In the remaining portion of my paper, I will try not so much
to defend Sri Aurobindo’s views on Indian nationalism
and its integral relationship with Sanatana Dharma. I have
placed these before the house with the view to offering a
benchmark, a yardstick, a way of trying to understand Indian
nationalism that is quite different from the usual discourses
in social sciences and humanities. What I attempt to do now
is to critique what I see as some of the flaws in the thinking
of those who have made it their avowed and self-imposed profession
to attack Indian nationalism. These naysayers are full of
venom for the ideas and ideals of this land, for its revered
figures and symbols. At every step they seek to attack some
aspect or the other of the Indian nation. Sometimes, they
attack the Indian state, at other times the call Indian democracy
a farce. Being irreligious themselves, they mock at the practices
of those who follow their traditional or ancestral practices.

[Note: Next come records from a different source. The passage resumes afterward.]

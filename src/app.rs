//! Command dispatch.
//!
//! Every check that can fail without touching the network (package system,
//! upstream acknowledgement, identifiers, configuration) runs before the
//! first request.

use crate::audit::{AuditOptions, NpmAudit, PyPiAudit};
use crate::cache::{CacheKey, CacheStore, DiskCache, ExistenceOracle, CACHE_TTL};
use crate::config::{cache_dir, ArtifactoryConfig, CacheClearArgs, Commands, Config};
use crate::ident::NpmPackageIdentifier;
use crate::output::{ConsoleOutput, Report};
use crate::registry::{ArtifactoryClient, HttpProbe, NpmRegistry, PyPiRegistry};
use crate::types::{require_upstream_ack, PackageSystem, Result};
use indicatif::ProgressBar;
use std::path::Path;
use std::sync::Arc;
use tracing::{debug, info};

/// Run the selected command.
pub async fn run(config: &Config, console: &ConsoleOutput) -> Result<Report> {
    info!("Running {}", config.command.name());

    match &config.command {
        Commands::ExcludeCandidates(args) => {
            let system = PackageSystem::require(&args.package_system, PackageSystem::AUDITABLE)?;
            let auditor = Services::new(config)?.auditor(system, config, console)?;
            auditor
                .exclude_candidates(&args.local, args.trusted.as_deref(), args.excluded.as_deref())
                .await
        }
        Commands::Cached(args) => {
            let system = PackageSystem::require(&args.package_system, PackageSystem::AUDITABLE)?;
            let auditor = Services::new(config)?.auditor(system, config, console)?;
            auditor.cached(&args.local, &args.remote).await
        }
        Commands::InferredExclude(args) => {
            let system = PackageSystem::require(&args.package_system, PackageSystem::AUDITABLE)?;
            require_upstream_ack(args.query_upstream)?;
            let auditor = Services::new(config)?.auditor(system, config, console)?;
            auditor.inferred_exclude(&args.local, &args.remote).await
        }
        Commands::NotClaimed(args) => {
            let system = PackageSystem::require(&args.package_system, PackageSystem::AUDITABLE)?;
            require_upstream_ack(args.query_upstream)?;
            let auditor = Services::new(config)?.auditor(system, config, console)?;
            auditor.not_claimed(&args.local, args.excluded.as_deref()).await
        }
        Commands::NpmInfo(args) => {
            require_upstream_ack(args.query_upstream)?;
            let id: NpmPackageIdentifier = args.package.parse()?;
            let info = Services::new(config)?.npm().package_info(&id).await?;
            Ok(Report::Info(info))
        }
        Commands::NpmSearch(args) => {
            require_upstream_ack(args.query_upstream)?;
            let hits = Services::new(config)?.npm().search(&args.text, args.size).await?;
            Ok(Report::Search(hits))
        }
        Commands::CacheClear(args) => clear_cache(&DiskCache::new(cache_dir()?, CACHE_TTL), args),
    }
}

/// Shared HTTP client and answer cache for one invocation.
struct Services {
    http: Arc<HttpProbe>,
    oracle: ExistenceOracle,
}

impl Services {
    fn new(config: &Config) -> Result<Self> {
        let http = HttpProbe::new(config.timeout, config.retry_policy())?;
        let cache = DiskCache::new(cache_dir()?, CACHE_TTL);
        debug!("Using cache at {:?}", cache.root());

        Ok(Self {
            http: Arc::new(http),
            oracle: ExistenceOracle::new(Arc::new(cache)),
        })
    }

    fn npm(&self) -> NpmRegistry {
        NpmRegistry::new(self.http.clone(), self.oracle.clone())
    }

    fn pypi(&self) -> PyPiRegistry {
        PyPiRegistry::new(self.http.clone(), self.oracle.clone())
    }

    fn auditor(&self, system: PackageSystem, config: &Config, console: &ConsoleOutput) -> Result<Auditor> {
        let artifactory = ArtifactoryConfig::load(config.config.as_deref())?.connection();
        let listing = ArtifactoryClient::new(self.http.clone(), artifactory.clone());
        let options: AuditOptions = config.audit_options();
        let progress: ProgressBar = console.create_progress_bar("probing");

        match system {
            PackageSystem::Npm => Ok(Auditor::Npm(
                NpmAudit::new(listing, self.npm(), artifactory, options).with_progress(progress),
            )),
            PackageSystem::Pypi => Ok(Auditor::PyPi(
                PyPiAudit::new(listing, self.pypi(), artifactory, options).with_progress(progress),
            )),
            other => Err(PackageSystem::unsupported(other.alias(), PackageSystem::AUDITABLE)),
        }
    }
}

/// Audit for one of the auditable package systems.
enum Auditor {
    Npm(NpmAudit<ArtifactoryClient>),
    PyPi(PyPiAudit<ArtifactoryClient>),
}

impl Auditor {
    async fn exclude_candidates(
        &self,
        local: &str,
        trusted: Option<&Path>,
        excluded: Option<&Path>,
    ) -> Result<Report> {
        Ok(match self {
            Auditor::Npm(audit) => Report::Npm(audit.exclude_candidates(local, trusted, excluded).await?),
            Auditor::PyPi(audit) => Report::PyPi(audit.exclude_candidates(local, trusted, excluded).await?),
        })
    }

    async fn cached(&self, local: &str, remote: &str) -> Result<Report> {
        Ok(match self {
            Auditor::Npm(audit) => Report::Npm(audit.cached(local, remote).await?),
            Auditor::PyPi(audit) => Report::PyPi(audit.cached(local, remote).await?),
        })
    }

    async fn inferred_exclude(&self, local: &str, remote: &str) -> Result<Report> {
        Ok(match self {
            Auditor::Npm(audit) => Report::Npm(audit.inferred_exclude(local, remote).await?),
            Auditor::PyPi(audit) => Report::PyPi(audit.inferred_exclude(local, remote).await?),
        })
    }

    async fn not_claimed(&self, local: &str, excluded: Option<&Path>) -> Result<Report> {
        Ok(match self {
            Auditor::Npm(audit) => Report::NpmOrScope(audit.not_claimed(local, excluded).await?),
            Auditor::PyPi(audit) => Report::PyPi(audit.not_claimed(local, excluded).await?),
        })
    }
}

fn clear_cache(cache: &DiskCache, args: &CacheClearArgs) -> Result<Report> {
    let message = match (&args.registry, args.category, &args.key) {
        (Some(registry), Some(category), Some(key)) => {
            let entry = CacheKey::new(registry.as_str(), category, key.as_str());
            if cache.remove(&entry)? {
                format!("Removed {}", entry)
            } else {
                format!("No cached entry for {}", entry)
            }
        }
        (Some(registry), _, _) => {
            cache.clear(Some(registry))?;
            format!("Cleared cached answers for {}", registry)
        }
        (None, _, _) => {
            cache.clear(None)?;
            format!("Cleared {}", cache.root().display())
        }
    };
    Ok(Report::Notice(message))
}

Their terminology and standards of reference are usually imported
from the West, which ideologically seems to be their true
home. Sometimes in the name of modernity and progress, at
other times in the name of minorities and missionaries, they
never cease to berate, denounce, and denigrate things Indian.
In their zealous Hindutva-bashing, they also, will-nilly,
rubbish Hindus and Hinduism itself. Sometimes, to change tactics,
they try to appropriate for their own purposes some of the
key protagonists of Indian nationalism such as Swami Vivekananda
or Mahatma Gandhi. They cite such authorities out of context
and selectively. They distort data and information. They misuse
words like “genocide,” “state terrorism,”

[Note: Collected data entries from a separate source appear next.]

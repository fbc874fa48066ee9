//! Package universes read from Artifactory folder listings.

use crate::ident::{NpmPackageIdentifier, PyPiPackageIdentifier};
use crate::registry::FolderListing;
use crate::types::{ArtiscopeError, Result};
use tracing::{debug, info};

/// npm metadata namespace of a local repository.
pub const NPM_LOCAL_ROOT: &str = "/.npm/";

/// Root of a remote repository's npm cache.
pub const NPM_CACHE_ROOT: &str = "/";

/// PyPI namespace of local and cache repositories.
pub const PYPI_ROOT: &str = "/.pypi/";

/// The simple index page itself, not a package.
const PYPI_INDEX_PAGE: &str = "simple";

/// Repository holding what the remote `remote` has fetched so far.
pub fn cache_repository(remote: &str) -> String {
    format!("{}-cache", remote)
}

/// Packages under `root` of `repository`. Each `@scope` entry is listed
/// from the repository root, where its package folders live; other
/// dot-prefixed entries are skipped.
pub async fn npm_universe<L: FolderListing>(
    listing: &L,
    repository: &str,
    root: &str,
) -> Result<Vec<NpmPackageIdentifier>> {
    info!("Listing npm packages in {}{}", repository, root);

    let mut ids = Vec::new();
    for child in listing.list_folder(repository, root).await? {
        let entry = child.trim_start_matches('/');

        if let Some(scope) = entry.strip_prefix('@') {
            if scope.is_empty() {
                continue;
            }
            let scope_path = format!("/{}", entry);
            for package in listing.list_folder(repository, &scope_path).await? {
                let name = package.trim_start_matches('/');
                if !name.is_empty() {
                    ids.push(NpmPackageIdentifier::scoped(scope, name));
                }
            }
        } else if entry.is_empty() || entry.starts_with('.') {
            debug!("Skipping {}{}", repository, child);
        } else {
            ids.push(NpmPackageIdentifier::unscoped(entry));
        }
    }

    debug!("{} npm packages in {}", ids.len(), repository);
    Ok(ids)
}

pub async fn npm_local_universe<L: FolderListing>(
    listing: &L,
    local: &str,
) -> Result<Vec<NpmPackageIdentifier>> {
    npm_universe(listing, local, NPM_LOCAL_ROOT).await
}

pub async fn npm_cache_universe<L: FolderListing>(
    listing: &L,
    remote: &str,
) -> Result<Vec<NpmPackageIdentifier>> {
    npm_universe(listing, &cache_repository(remote), NPM_CACHE_ROOT).await
}

/// Packages with a `<name>.html` page under `/.pypi/` of `repository`.
pub async fn pypi_universe<L: FolderListing>(
    listing: &L,
    repository: &str,
) -> Result<Vec<PyPiPackageIdentifier>> {
    info!("Listing PyPI packages in {}{}", repository, PYPI_ROOT);

    let mut ids = Vec::new();
    for child in listing.list_folder(repository, PYPI_ROOT).await? {
        let raw = child.trim_start_matches('/');
        let decoded = urlencoding::decode(raw)
            .map_err(|e| ArtiscopeError::invalid_identifier(raw, e.to_string()))?;
        let name = decoded.strip_suffix(".html").unwrap_or(decoded.as_ref());

        if name.is_empty() || name == PYPI_INDEX_PAGE {
            continue;
        }
        ids.push(name.parse()?);
    }

    debug!("{} PyPI packages in {}", ids.len(), repository);
    Ok(ids)
}

pub async fn pypi_local_universe<L: FolderListing>(
    listing: &L,
    local: &str,
) -> Result<Vec<PyPiPackageIdentifier>> {
    pypi_universe(listing, local).await
}

pub async fn pypi_cache_universe<L: FolderListing>(
    listing: &L,
    remote: &str,
) -> Result<Vec<PyPiPackageIdentifier>> {
    pypi_universe(listing, &cache_repository(remote)).await
}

“fascism,” and “fundamentalism” —
which does not mean that I condone or excuse the loss of a
single innocent life, but only that the loss of these lives
is turned into political propaganda. They make strange and
unsubstantiated causal connections between US imperialism,
globalisation, and domestic violence. In sum, their object
is to preach hatred and division. Because they are themselves
in positions of power and privilege, they are usually rewarded
for their rhetoric of violence and vituperation. If Indian
nationalism is in crisis it is because intolerance of the
critics of the state and of the nation, not just because of
the flaws and errors of the latter.
The rest of my paper has three components.
The first is a critique post-nationalism in India, which will
be followed by a discussion of citizenship, and global futures.
Let me start off by saying very clearly that what passes for
post-nationalism posturing in Indian intellectual circles
is really a disguised form of anti-Nationalism. It also shares
a broader genealogy with what we might call anti-Hindu discourses
stretching back at least to two hundred years. In the name
of modernity, in the name of Marxism, in the name of secularism,
or in the name of conversation, these discourses served to
undermine and weaken the native cultural traditions of this
land. It is these traditions, among other things, that the
present Indian state, which we have already been told is a
civilization state, embodies. How can the state be strong
if the civilization is weak? That is why I say that those
who wish to destroy this civilization are also anti-national.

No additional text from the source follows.